EXTRACTED ENTRIES Start Marker

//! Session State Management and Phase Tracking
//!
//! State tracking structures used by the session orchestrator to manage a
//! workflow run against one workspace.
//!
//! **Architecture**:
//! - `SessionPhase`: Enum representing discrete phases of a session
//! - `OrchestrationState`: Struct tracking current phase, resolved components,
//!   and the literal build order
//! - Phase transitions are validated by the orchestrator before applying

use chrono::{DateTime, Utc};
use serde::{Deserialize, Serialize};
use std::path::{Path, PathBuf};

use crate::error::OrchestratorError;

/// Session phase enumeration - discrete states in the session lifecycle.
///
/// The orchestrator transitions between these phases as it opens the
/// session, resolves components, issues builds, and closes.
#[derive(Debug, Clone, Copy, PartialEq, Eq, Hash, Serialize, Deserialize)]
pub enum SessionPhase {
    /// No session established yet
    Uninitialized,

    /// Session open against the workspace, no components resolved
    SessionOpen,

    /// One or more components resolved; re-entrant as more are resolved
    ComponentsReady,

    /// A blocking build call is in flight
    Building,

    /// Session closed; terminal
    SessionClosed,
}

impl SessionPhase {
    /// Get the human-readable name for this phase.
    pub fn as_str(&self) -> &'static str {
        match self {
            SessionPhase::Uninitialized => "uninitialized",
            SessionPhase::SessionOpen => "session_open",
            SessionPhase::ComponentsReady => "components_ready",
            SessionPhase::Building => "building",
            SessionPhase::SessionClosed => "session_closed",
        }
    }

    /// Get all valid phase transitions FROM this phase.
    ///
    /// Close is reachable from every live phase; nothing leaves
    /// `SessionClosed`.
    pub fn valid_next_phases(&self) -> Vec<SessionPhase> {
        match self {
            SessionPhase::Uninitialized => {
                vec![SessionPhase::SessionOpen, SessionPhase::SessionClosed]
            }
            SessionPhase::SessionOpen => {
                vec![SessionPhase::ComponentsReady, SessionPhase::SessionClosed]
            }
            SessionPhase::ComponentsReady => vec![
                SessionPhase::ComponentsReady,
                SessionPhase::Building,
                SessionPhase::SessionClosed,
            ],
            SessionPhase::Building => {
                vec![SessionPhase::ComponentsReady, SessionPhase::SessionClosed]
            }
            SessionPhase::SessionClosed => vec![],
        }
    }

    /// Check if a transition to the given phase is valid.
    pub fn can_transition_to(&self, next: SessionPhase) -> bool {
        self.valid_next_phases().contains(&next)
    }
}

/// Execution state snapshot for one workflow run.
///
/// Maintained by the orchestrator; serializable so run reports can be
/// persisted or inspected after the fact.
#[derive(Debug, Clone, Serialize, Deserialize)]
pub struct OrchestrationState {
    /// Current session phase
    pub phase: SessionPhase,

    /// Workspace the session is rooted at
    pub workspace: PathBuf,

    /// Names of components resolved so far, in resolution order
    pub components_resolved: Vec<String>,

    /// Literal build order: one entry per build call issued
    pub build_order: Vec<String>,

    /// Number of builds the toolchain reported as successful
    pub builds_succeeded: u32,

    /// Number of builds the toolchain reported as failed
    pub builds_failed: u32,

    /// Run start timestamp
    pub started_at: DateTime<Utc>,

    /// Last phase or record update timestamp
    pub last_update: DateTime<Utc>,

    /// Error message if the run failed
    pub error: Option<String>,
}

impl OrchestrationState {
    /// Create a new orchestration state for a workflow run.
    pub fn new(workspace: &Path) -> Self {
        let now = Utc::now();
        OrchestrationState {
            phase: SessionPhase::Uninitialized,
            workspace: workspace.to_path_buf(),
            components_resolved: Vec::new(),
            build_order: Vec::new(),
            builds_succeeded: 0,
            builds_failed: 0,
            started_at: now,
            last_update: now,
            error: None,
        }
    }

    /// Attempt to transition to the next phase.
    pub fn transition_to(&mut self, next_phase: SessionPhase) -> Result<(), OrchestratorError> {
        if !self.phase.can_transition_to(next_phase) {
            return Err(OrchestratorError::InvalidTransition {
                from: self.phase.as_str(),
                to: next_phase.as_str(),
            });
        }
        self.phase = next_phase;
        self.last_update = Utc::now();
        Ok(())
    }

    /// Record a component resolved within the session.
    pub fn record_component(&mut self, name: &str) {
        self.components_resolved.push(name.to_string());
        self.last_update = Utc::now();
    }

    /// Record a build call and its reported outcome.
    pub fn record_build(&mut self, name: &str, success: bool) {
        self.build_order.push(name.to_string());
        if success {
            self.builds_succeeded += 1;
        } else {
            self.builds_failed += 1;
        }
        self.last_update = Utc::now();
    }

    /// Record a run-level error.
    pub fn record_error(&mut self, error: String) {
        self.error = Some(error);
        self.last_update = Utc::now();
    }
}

EXTRACTED ENTRIES End Marker

- **TASK OBJECTIVE**: Pull each line containing the word "SessionClosed" out of the data above.

- **ANSWER TO THIS EXERCISE**:
    SessionClosed,
            SessionPhase::SessionClosed => "session_closed",
    /// `SessionClosed`.
                vec![SessionPhase::SessionOpen, SessionPhase::SessionClosed]
                vec![SessionPhase::ComponentsReady, SessionPhase::SessionClosed]
                SessionPhase::SessionClosed,
                vec![SessionPhase::ComponentsReady, SessionPhase::SessionClosed]
            SessionPhase::SessionClosed => vec![],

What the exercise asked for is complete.